- Records to process:

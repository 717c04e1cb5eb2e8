use std::path::{Path, PathBuf};
use std::sync::LazyLock;

use anyhow::{Context, Result};
use figment::{
    Figment,
    providers::{Env, Format, Serialized, Toml},
};
use regex::Regex;
use serde::{Deserialize, Serialize};

use crate::core::models::SystemSelection;
use crate::error::PackError;

pub const DEFAULT_CONFIG_FILE: &str = "c2pack.toml";
const ENV_PREFIX: &str = "C2PACK_";

static GO_VERSION: LazyLock<Regex> = LazyLock::new(|| {
    Regex::new(r"^\d+\.\d+(\.\d+)?((rc|beta)\d+)?$").expect("static regex is valid")
});

#[derive(Debug, Clone, Serialize, Deserialize)]
pub struct PackConfig {
    #[serde(skip_serializing_if = "Option::is_none")]
    pub source: Option<PathBuf>,
    #[serde(skip_serializing_if = "Option::is_none")]
    pub destination: Option<PathBuf>,
    #[serde(skip_serializing_if = "Option::is_none")]
    pub go_version: Option<String>,
    #[serde(skip_serializing_if = "Option::is_none")]
    pub system: Option<SystemSelection>,
    /// `GOARCH` for every package.
    pub arch: String,
    /// Prefix of package directories and name of the compiled binary.
    pub product: String,
    pub download_base_url: String,
    /// Module fetched with `go get` before each build.
    pub prefetch_module: String,
    /// Main package of the server, relative to the source root.
    pub entry_point: String,
    pub compression: Compression,
    pub checksums: bool,
    pub verbose: bool,
    pub json_logs: bool,
    // Tables last so the TOML output stays valid.
    pub dependency: DependencyConfig,
    pub copy: CopySet,
    pub notifications: NotificationConfig,
}

impl Default for PackConfig {
    fn default() -> Self {
        Self {
            source: None,
            destination: None,
            go_version: None,
            system: None,
            arch: "amd64".to_string(),
            product: "DeimosC2".to_string(),
            download_base_url: "https://dl.google.com/go".to_string(),
            prefetch_module: "github.com/lucas-clemente/quic-go".to_string(),
            entry_point: "c2/main.go".to_string(),
            compression: Compression::Deflated,
            checksums: true,
            verbose: false,
            json_logs: false,
            dependency: DependencyConfig::default(),
            copy: CopySet::default(),
            notifications: NotificationConfig::default(),
        }
    }
}

/// Repository cloned into every package's GOPATH.
#[derive(Debug, Clone, Serialize, Deserialize)]
pub struct DependencyConfig {
    pub repo: String,
    /// Import path the clone lives under, relative to `gopath/src`.
    pub import_path: String,
}

impl Default for DependencyConfig {
    fn default() -> Self {
        Self {
            repo: "https://github.com/golang/sys.git".to_string(),
            import_path: "golang.org/x/sys".to_string(),
        }
    }
}

/// Folders and files copied verbatim from the source root into each package.
#[derive(Debug, Clone, PartialEq, Eq, Serialize, Deserialize)]
pub struct CopySet {
    pub folders: Vec<String>,
    pub files: Vec<String>,
}

impl Default for CopySet {
    fn default() -> Self {
        Self {
            folders: ["agents", "archives", "droppers", "lib", "modules", "resources"]
                .map(String::from)
                .to_vec(),
            files: ["requirements.txt", "go.mod", "go.sum"]
                .map(String::from)
                .to_vec(),
        }
    }
}

#[derive(Debug, Clone, Copy, PartialEq, Eq, Serialize, Deserialize, clap::ValueEnum)]
#[serde(rename_all = "lowercase")]
pub enum Compression {
    Deflated,
    Stored,
}

#[derive(Debug, Clone, Copy, PartialEq, Eq, Default, Serialize, Deserialize)]
#[serde(rename_all = "lowercase")]
pub enum NotificationChannelType {
    #[default]
    None,
    Slack,
}

#[derive(Debug, Clone, Default, Serialize, Deserialize)]
pub struct NotificationConfig {
    pub channel: NotificationChannelType,
    #[serde(skip_serializing_if = "Option::is_none")]
    pub slack_webhook: Option<String>,
}

/// A configuration with every required setting present and checked.
#[derive(Debug, Clone)]
pub struct ResolvedConfig {
    pub source: PathBuf,
    pub destination: PathBuf,
    pub go_version: String,
    pub system: SystemSelection,
    pub settings: PackConfig,
}

impl PackConfig {
    /// Layer defaults, the TOML file, `C2PACK_*` variables and command line
    /// overrides, in that order.
    pub fn new<T: Serialize>(config_file: Option<&Path>, cli_args: Option<&T>) -> Result<Self> {
        let file = config_file.unwrap_or(Path::new(DEFAULT_CONFIG_FILE));

        let mut figment = Figment::from(Serialized::defaults(PackConfig::default()))
            .merge(Toml::file(file))
            .merge(Env::prefixed(ENV_PREFIX).split("__"));

        if let Some(args) = cli_args {
            figment = figment.merge(Serialized::defaults(args));
        }

        figment
            .extract()
            .with_context(|| format!("Failed to load configuration ({})", file.display()))
    }

    pub fn resolve(self) -> Result<ResolvedConfig, PackError> {
        let source = self
            .source
            .clone()
            .ok_or(PackError::MissingSetting("source"))?;
        let destination = self
            .destination
            .clone()
            .ok_or(PackError::MissingSetting("destination"))?;
        let go_version = self
            .go_version
            .clone()
            .ok_or(PackError::MissingSetting("go_version"))?;
        let system = self.system.ok_or(PackError::MissingSetting("system"))?;

        if !GO_VERSION.is_match(&go_version) {
            return Err(PackError::InvalidGoVersion(go_version));
        }
        if !source.exists() {
            return Err(PackError::MissingSource(source));
        }
        // Builds run with the source as working directory and Go rejects a
        // relative GOPATH, so both roots are pinned to the caller's directory
        let source = absolute(source)?;
        let destination = absolute(destination)?;

        Ok(ResolvedConfig {
            source,
            destination,
            go_version,
            system,
            settings: self,
        })
    }
}

fn absolute(path: PathBuf) -> Result<PathBuf, PackError> {
    std::path::absolute(&path).map_err(|source| PackError::InvalidPath { path, source })
}

/// Write the built-in defaults as TOML for editing.
pub fn write_default(path: &Path) -> Result<()> {
    let content =
        toml::to_string_pretty(&PackConfig::default()).context("Failed to serialize config")?;
    std::fs::write(path, content)
        .with_context(|| format!("Failed to write config file {}", path.display()))?;
    Ok(())
}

- Task to complete: Every record listed above needs to be written out again exactly.

- Task solution:
repository 717c04e1cb5eb2e8
use std::path::{Path, PathBuf};
use std::sync::LazyLock;

use anyhow::{Context, Result};
use figment::{
    Figment,
    providers::{Env, Format, Serialized, Toml},
};
use regex::Regex;
use serde::{Deserialize, Serialize};

use crate::core::models::SystemSelection;
use crate::error::PackError;

pub const DEFAULT_CONFIG_FILE: &str = "c2pack.toml";
const ENV_PREFIX: &str = "C2PACK_";

static GO_VERSION: LazyLock<Regex> = LazyLock::new(|| {
    Regex::new(r"^\d+\.\d+(\.\d+)?((rc|beta)\d+)?$").expect("static regex is valid")
});

#[derive(Debug, Clone, Serialize, Deserialize)]
pub struct PackConfig {
    #[serde(skip_serializing_if = "Option::is_none")]
    pub source: Option<PathBuf>,
    #[serde(skip_serializing_if = "Option::is_none")]
    pub destination: Option<PathBuf>,
    #[serde(skip_serializing_if = "Option::is_none")]
    pub go_version: Option<String>,
    #[serde(skip_serializing_if = "Option::is_none")]
    pub system: Option<SystemSelection>,
    /// `GOARCH` for every package.
    pub arch: String,
    /// Prefix of package directories and name of the compiled binary.
    pub product: String,
    pub download_base_url: String,
    /// Module fetched with `go get` before each build.
    pub prefetch_module: String,
    /// Main package of the server, relative to the source root.
    pub entry_point: String,
    pub compression: Compression,
    pub checksums: bool,
    pub verbose: bool,
    pub json_logs: bool,
    // Tables last so the TOML output stays valid.
    pub dependency: DependencyConfig,
    pub copy: CopySet,
    pub notifications: NotificationConfig,
}

impl Default for PackConfig {
    fn default() -> Self {
        Self {
            source: None,
            destination: None,
            go_version: None,
            system: None,
            arch: "amd64".to_string(),
            product: "DeimosC2".to_string(),
            download_base_url: "https://dl.google.com/go".to_string(),
            prefetch_module: "github.com/lucas-clemente/quic-go".to_string(),
            entry_point: "c2/main.go".to_string(),
            compression: Compression::Deflated,
            checksums: true,
            verbose: false,
            json_logs: false,
            dependency: DependencyConfig::default(),
            copy: CopySet::default(),
            notifications: NotificationConfig::default(),
        }
    }
}

/// Repository cloned into every package's GOPATH.
#[derive(Debug, Clone, Serialize, Deserialize)]
pub struct DependencyConfig {
    pub repo: String,
    /// Import path the clone lives under, relative to `gopath/src`.
    pub import_path: String,
}

impl Default for DependencyConfig {
    fn default() -> Self {
        Self {
            repo: "https://github.com/golang/sys.git".to_string(),
            import_path: "golang.org/x/sys".to_string(),
        }
    }
}

/// Folders and files copied verbatim from the source root into each package.
#[derive(Debug, Clone, PartialEq, Eq, Serialize, Deserialize)]
pub struct CopySet {
    pub folders: Vec<String>,
    pub files: Vec<String>,
}

impl Default for CopySet {
    fn default() -> Self {
        Self {
            folders: ["agents", "archives", "droppers", "lib", "modules", "resources"]
                .map(String::from)
                .to_vec(),
            files: ["requirements.txt", "go.mod", "go.sum"]
                .map(String::from)
                .to_vec(),
        }
    }
}

#[derive(Debug, Clone, Copy, PartialEq, Eq, Serialize, Deserialize, clap::ValueEnum)]
#[serde(rename_all = "lowercase")]
pub enum Compression {
    Deflated,
    Stored,
}

#[derive(Debug, Clone, Copy, PartialEq, Eq, Default, Serialize, Deserialize)]
#[serde(rename_all = "lowercase")]
pub enum NotificationChannelType {
    #[default]
    None,
    Slack,
}

#[derive(Debug, Clone, Default, Serialize, Deserialize)]
pub struct NotificationConfig {
    pub channel: NotificationChannelType,
    #[serde(skip_serializing_if = "Option::is_none")]
    pub slack_webhook: Option<String>,
}

/// A configuration with every required setting present and checked.
#[derive(Debug, Clone)]
pub struct ResolvedConfig {
    pub source: PathBuf,
    pub destination: PathBuf,
    pub go_version: String,
    pub system: SystemSelection,
    pub settings: PackConfig,
}

impl PackConfig {
    /// Layer defaults, the TOML file, `C2PACK_*` variables and command line
    /// overrides, in that order.
    pub fn new<T: Serialize>(config_file: Option<&Path>, cli_args: Option<&T>) -> Result<Self> {
        let file = config_file.unwrap_or(Path::new(DEFAULT_CONFIG_FILE));

        let mut figment = Figment::from(Serialized::defaults(PackConfig::default()))
            .merge(Toml::file(file))
            .merge(Env::prefixed(ENV_PREFIX).split("__"));

        if let Some(args) = cli_args {
            figment = figment.merge(Serialized::defaults(args));
        }

        figment
            .extract()
            .with_context(|| format!("Failed to load configuration ({})", file.display()))
    }

    pub fn resolve(self) -> Result<ResolvedConfig, PackError> {
        let source = self
            .source
            .clone()
            .ok_or(PackError::MissingSetting("source"))?;
        let destination = self
            .destination
            .clone()
            .ok_or(PackError::MissingSetting("destination"))?;
        let go_version = self
            .go_version
            .clone()
            .ok_or(PackError::MissingSetting("go_version"))?;
        let system = self.system.ok_or(PackError::MissingSetting("system"))?;

        if !GO_VERSION.is_match(&go_version) {
            return Err(PackError::InvalidGoVersion(go_version));
        }
        if !source.exists() {
            return Err(PackError::MissingSource(source));
        }
        // Builds run with the source as working directory and Go rejects a
        // relative GOPATH, so both roots are pinned to the caller's directory
        let source = absolute(source)?;
        let destination = absolute(destination)?;

        Ok(ResolvedConfig {
            source,
            destination,
            go_version,
            system,
            settings: self,
        })
    }
}

fn absolute(path: PathBuf) -> Result<PathBuf, PackError> {
    std::path::absolute(&path).map_err(|source| PackError::InvalidPath { path, source })
}

/// Write the built-in defaults as TOML for editing.
pub fn write_default(path: &Path) -> Result<()> {
    let content =
        toml::to_string_pretty(&PackConfig::default()).context("Failed to serialize config")?;
    std::fs::write(path, content)
        .with_context(|| format!("Failed to write config file {}", path.display()))?;
    Ok(())
}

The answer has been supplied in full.